There is, in short, a reflexive melancholy to Mallon’s self-appointed mission, and I’m not convinced that all his belletristesse is merited. (Then again, waiting for the mailman has always struck me as a dubious pleasure.) When I sift through my past week’s electronic in-box, I find easily half a dozen messages that qualify as letters in every traditional sense. They are coherently structured, written with care and design. They enlighten, they illuminate, they endear. They even follow the old epistolary ritual of signing off (not “yours ever,” but some venerable variant: “yours” . . . “cheers” . . . “all best” . . . “xo”).
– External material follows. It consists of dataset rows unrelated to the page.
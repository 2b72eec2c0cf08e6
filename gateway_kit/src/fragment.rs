//! Documentation fragments contributed by services and their actions.
//!
//! Fragments are plain data: the aggregator reads and merges them, never
//! mutates them.

use std::fmt;
use std::str::FromStr;

use axum::routing::MethodFilter;
use serde::{Deserialize, Serialize};
use utoipa::openapi::path::{Operation, OperationBuilder, Parameter, PathItem};
use utoipa::openapi::request_body::RequestBody;
use utoipa::openapi::security::SecurityRequirement as OpenApiSecurityRequirement;
use utoipa::openapi::{Components, Paths, RefOr, Response, Responses, Server, Tag};

use crate::error::Error;

pub const BEARER_AUTH: &str = "bearerAuth";
pub const BASIC_AUTH: &str = "basicAuth";

/// Credential scheme an operation needs, as named in `components.securitySchemes`.
#[derive(Debug, Clone, PartialEq, Eq, Serialize, Deserialize)]
#[serde(from = "String", into = "String")]
pub enum SecurityScheme {
    BearerAuth,
    BasicAuth,
    Other(String),
}

impl SecurityScheme {
    pub fn as_str(&self) -> &str {
        match self {
            SecurityScheme::BearerAuth => BEARER_AUTH,
            SecurityScheme::BasicAuth => BASIC_AUTH,
            SecurityScheme::Other(name) => name,
        }
    }
}

impl From<String> for SecurityScheme {
    fn from(name: String) -> Self {
        match name.as_str() {
            BEARER_AUTH => SecurityScheme::BearerAuth,
            BASIC_AUTH => SecurityScheme::BasicAuth,
            _ => SecurityScheme::Other(name),
        }
    }
}

impl From<SecurityScheme> for String {
    fn from(scheme: SecurityScheme) -> Self {
        scheme.as_str().to_string()
    }
}

#[derive(Debug, Clone, PartialEq, Eq, Serialize, Deserialize)]
pub struct SecurityRequirement {
    pub scheme: SecurityScheme,
    #[serde(default)]
    pub scopes: Vec<String>,
}

impl SecurityRequirement {
    pub fn new(scheme: SecurityScheme) -> Self {
        Self {
            scheme,
            scopes: Vec::new(),
        }
    }

    pub fn bearer() -> Self {
        Self::new(SecurityScheme::BearerAuth)
    }

    pub fn basic() -> Self {
        Self::new(SecurityScheme::BasicAuth)
    }

    pub fn is_bearer(&self) -> bool {
        self.scheme == SecurityScheme::BearerAuth
    }

    pub fn to_openapi(&self) -> OpenApiSecurityRequirement {
        OpenApiSecurityRequirement::new(self.scheme.as_str(), self.scopes.clone())
    }
}

#[derive(Debug, Clone, Copy, PartialEq, Eq, Hash)]
pub enum Method {
    Get,
    Put,
    Post,
    Delete,
    Options,
    Head,
    Patch,
    Trace,
}

impl Method {
    pub fn as_str(&self) -> &'static str {
        match self {
            Method::Get => "get",
            Method::Put => "put",
            Method::Post => "post",
            Method::Delete => "delete",
            Method::Options => "options",
            Method::Head => "head",
            Method::Patch => "patch",
            Method::Trace => "trace",
        }
    }

    pub fn filter(&self) -> MethodFilter {
        match self {
            Method::Get => MethodFilter::GET,
            Method::Put => MethodFilter::PUT,
            Method::Post => MethodFilter::POST,
            Method::Delete => MethodFilter::DELETE,
            Method::Options => MethodFilter::OPTIONS,
            Method::Head => MethodFilter::HEAD,
            Method::Patch => MethodFilter::PATCH,
            Method::Trace => MethodFilter::TRACE,
        }
    }

    /// The operation slot for this method on a path item.
    pub fn slot<'a>(&self, item: &'a mut PathItem) -> &'a mut Option<Operation> {
        match self {
            Method::Get => &mut item.get,
            Method::Put => &mut item.put,
            Method::Post => &mut item.post,
            Method::Delete => &mut item.delete,
            Method::Options => &mut item.options,
            Method::Head => &mut item.head,
            Method::Patch => &mut item.patch,
            Method::Trace => &mut item.trace,
        }
    }
}

impl FromStr for Method {
    type Err = Error;

    fn from_str(s: &str) -> Result<Self, Self::Err> {
        Ok(match s.to_ascii_lowercase().as_str() {
            "get" => Method::Get,
            "put" => Method::Put,
            "post" => Method::Post,
            "delete" => Method::Delete,
            "options" => Method::Options,
            "head" => Method::Head,
            "patch" => Method::Patch,
            "trace" => Method::Trace,
            other => {
                return Err(Error::SchemaCompilation(format!(
                    "unsupported HTTP method `{other}`"
                )))
            }
        })
    }
}

/// A parsed `"<HTTP_METHOD> <path>"` routing key.
///
/// Paths gain a leading `/` and `:param` segments become `{param}`.
#[derive(Debug, Clone, PartialEq, Eq, Hash)]
pub struct RouteKey {
    pub method: Method,
    pub path: String,
}

impl FromStr for RouteKey {
    type Err = Error;

    fn from_str(key: &str) -> Result<Self, Self::Err> {
        let mut parts = key.split_whitespace();
        let (Some(method), Some(path), None) = (parts.next(), parts.next(), parts.next()) else {
            return Err(Error::SchemaCompilation(format!(
                "malformed routing key `{key}`, expected `<METHOD> <path>`"
            )));
        };
        let method = method.parse()?;
        let path = normalize_path(path);
        if path == "/" && key.split_whitespace().nth(1) != Some("/") {
            return Err(Error::SchemaCompilation(format!("empty path in routing key `{key}`")));
        }
        Ok(RouteKey { method, path })
    }
}

impl fmt::Display for RouteKey {
    fn fmt(&self, f: &mut fmt::Formatter<'_>) -> fmt::Result {
        write!(f, "{} {}", self.method.as_str().to_uppercase(), self.path)
    }
}

fn normalize_path(raw: &str) -> String {
    let segments: Vec<String> = raw
        .split('/')
        .filter(|segment| !segment.is_empty())
        .map(|segment| match segment.strip_prefix(':') {
            Some(param) => format!("{{{param}}}"),
            None => segment.to_string(),
        })
        .collect();
    format!("/{}", segments.join("/"))
}

/// One route binding of an action's documentation.
#[derive(Debug, Clone, Default, PartialEq, Serialize, Deserialize)]
#[serde(rename_all = "camelCase")]
pub struct DocFragment {
    /// Routing key, e.g. `"post products"`. Stripped from the emitted operation.
    #[serde(rename = "$path", default, skip_serializing_if = "Option::is_none")]
    pub route: Option<String>,
    #[serde(default, skip_serializing_if = "Option::is_none")]
    pub operation_id: Option<String>,
    #[serde(default, skip_serializing_if = "Option::is_none")]
    pub summary: Option<String>,
    #[serde(default, skip_serializing_if = "Option::is_none")]
    pub description: Option<String>,
    #[serde(default, skip_serializing_if = "Vec::is_empty")]
    pub tags: Vec<String>,
    #[serde(default, skip_serializing_if = "Vec::is_empty")]
    pub parameters: Vec<Parameter>,
    #[serde(default, skip_serializing_if = "Option::is_none")]
    pub request_body: Option<RequestBody>,
    #[serde(default)]
    pub responses: Responses,
    #[serde(default, skip_serializing_if = "Option::is_none")]
    pub security: Option<Vec<SecurityRequirement>>,
}

impl DocFragment {
    pub fn new(route: impl Into<String>) -> Self {
        Self {
            route: Some(route.into()),
            ..Default::default()
        }
    }

    pub fn operation_id(mut self, id: impl Into<String>) -> Self {
        self.operation_id = Some(id.into());
        self
    }

    pub fn summary(mut self, summary: impl Into<String>) -> Self {
        self.summary = Some(summary.into());
        self
    }

    pub fn description(mut self, description: impl Into<String>) -> Self {
        self.description = Some(description.into());
        self
    }

    pub fn tag(mut self, tag: impl Into<String>) -> Self {
        self.tags.push(tag.into());
        self
    }

    pub fn parameter(mut self, parameter: Parameter) -> Self {
        self.parameters.push(parameter);
        self
    }

    pub fn request_body(mut self, body: RequestBody) -> Self {
        self.request_body = Some(body);
        self
    }

    pub fn response(mut self, status: impl Into<String>, response: impl Into<RefOr<Response>>) -> Self {
        self.responses.responses.insert(status.into(), response.into());
        self
    }

    pub fn security(mut self, requirement: SecurityRequirement) -> Self {
        self.security.get_or_insert_with(Vec::new).push(requirement);
        self
    }

    /// False when the fragment declares security but none of it is `bearerAuth`.
    pub fn is_bearer_visible(&self) -> bool {
        match &self.security {
            Some(list) if !list.is_empty() => list.iter().any(SecurityRequirement::is_bearer),
            _ => true,
        }
    }

    /// Splits the fragment into its routing key and the operation to emit.
    pub fn compile(&self) -> Result<(RouteKey, Operation), Error> {
        let route = self.route.as_deref().ok_or_else(|| {
            Error::SchemaCompilation(format!(
                "fragment `{}` has no routing key",
                self.summary.as_deref().unwrap_or("<unnamed>")
            ))
        })?;
        let key: RouteKey = route.parse()?;

        let mut operation = OperationBuilder::new().build();
        operation.operation_id = self.operation_id.clone();
        operation.summary = self.summary.clone();
        operation.description = self.description.clone();
        operation.tags = (!self.tags.is_empty()).then(|| self.tags.clone());
        operation.parameters = (!self.parameters.is_empty()).then(|| self.parameters.clone());
        operation.request_body = self.request_body.clone();
        operation.responses = self.responses.clone();
        operation.security = self
            .security
            .as_ref()
            .map(|list| list.iter().map(SecurityRequirement::to_openapi).collect());
        Ok((key, operation))
    }
}

/// An action's documentation: one binding, or several for an action bound
/// to more than one route.
#[derive(Debug, Clone, PartialEq, Serialize, Deserialize)]
#[serde(untagged)]
pub enum ActionFragment {
    Many(Vec<DocFragment>),
    One(DocFragment),
}

impl ActionFragment {
    pub fn bindings(&self) -> &[DocFragment] {
        match self {
            ActionFragment::One(fragment) => std::slice::from_ref(fragment),
            ActionFragment::Many(fragments) => fragments,
        }
    }
}

impl From<DocFragment> for ActionFragment {
    fn from(fragment: DocFragment) -> Self {
        ActionFragment::One(fragment)
    }
}

impl From<Vec<DocFragment>> for ActionFragment {
    fn from(fragments: Vec<DocFragment>) -> Self {
        ActionFragment::Many(fragments)
    }
}

/// Service-level documentation merged into the document root.
#[derive(Debug, Clone, Default, PartialEq, Serialize, Deserialize)]
#[serde(rename_all = "camelCase")]
pub struct ServiceFragment {
    #[serde(default, skip_serializing_if = "Option::is_none")]
    pub components: Option<Components>,
    #[serde(default, skip_serializing_if = "Option::is_none")]
    pub paths: Option<Paths>,
    #[serde(default, skip_serializing_if = "Vec::is_empty")]
    pub tags: Vec<Tag>,
    #[serde(default, skip_serializing_if = "Vec::is_empty")]
    pub servers: Vec<Server>,
    #[serde(default, skip_serializing_if = "Vec::is_empty")]
    pub security: Vec<SecurityRequirement>,
}

#[cfg(test)]
mod tests {
    use super::*;

    #[test]
    fn routing_keys_parse_case_insensitively_and_normalize_paths() {
        let key: RouteKey = "post products".parse().unwrap();
        assert_eq!(key.method, Method::Post);
        assert_eq!(key.path, "/products");

        let key: RouteKey = "GET /products/:id".parse().unwrap();
        assert_eq!(key.method, Method::Get);
        assert_eq!(key.path, "/products/{id}");
        assert_eq!(key.to_string(), "GET /products/{id}");

        let root: RouteKey = "get /".parse().unwrap();
        assert_eq!(root.path, "/");
    }

    #[test]
    fn malformed_routing_keys_are_compilation_errors() {
        for key in ["products", "fetch /products", "get /a /b", "", "post //"] {
            let err = key.parse::<RouteKey>().unwrap_err();
            assert!(matches!(err, Error::SchemaCompilation(_)), "key {key:?}");
        }
    }

    #[test]
    fn compile_strips_routing_key() {
        let fragment = DocFragment::new("put products/:id")
            .summary("Update Product")
            .tag("Products")
            .security(SecurityRequirement::bearer());
        let (key, operation) = fragment.compile().unwrap();
        assert_eq!(key.path, "/products/{id}");

        let json = serde_json::to_value(&operation).unwrap();
        assert!(json.get("$path").is_none());
        assert_eq!(json["summary"], "Update Product");
        assert_eq!(json["tags"][0], "Products");
        assert!(json["security"][0].get("bearerAuth").is_some());
    }

    #[test]
    fn fragment_without_route_fails_to_compile() {
        let err = DocFragment::default().summary("orphan").compile().unwrap_err();
        assert!(err.to_string().contains("orphan"));
    }

    #[test]
    fn bearer_visibility_follows_declared_security() {
        assert!(DocFragment::new("get a").is_bearer_visible());
        assert!(DocFragment::new("get a")
            .security(SecurityRequirement::basic())
            .security(SecurityRequirement::bearer())
            .is_bearer_visible());
        assert!(!DocFragment::new("get a")
            .security(SecurityRequirement::basic())
            .is_bearer_visible());
    }

    #[test]
    fn action_fragments_accept_object_or_list_form() {
        let one: ActionFragment =
            serde_json::from_value(serde_json::json!({ "$path": "get products" })).unwrap();
        assert_eq!(one.bindings().len(), 1);

        let many: ActionFragment = serde_json::from_value(serde_json::json!([
            { "$path": "put products/:id" },
            { "$path": "patch products/:id" }
        ]))
        .unwrap();
        let routes: Vec<_> = many.bindings().iter().filter_map(|f| f.route.as_deref()).collect();
        assert_eq!(routes, ["put products/:id", "patch products/:id"]);
    }
}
My e-mail may not ascend to the level of Madame de Sévigné, but then, neither did Madame de Sévigné all the time.More to the point, these messages would probably never have come my way if the senders had been obliged to take out pen and paper. Indeed, it is the very facility of electronic communication that makes the Luddite soul tremble. When Mallon complains that e-mail has “made the telegram’s instant high dudgeon affordable to all,” it is clear that the access troubles him as much as the dudgeon. Look at me! I’m a belletrist, too! But does the relative ease of an e-mail’s composition necessarily detract from its value? Are postage stamps a bona fide of literary intent?

I’m reminded of Alex Beam’s regret that “the 25-cent paperback” somehow cheapened reading. Here again, we see the value of reading and writing yoked to an economics of scarcity. Sad, and wrong.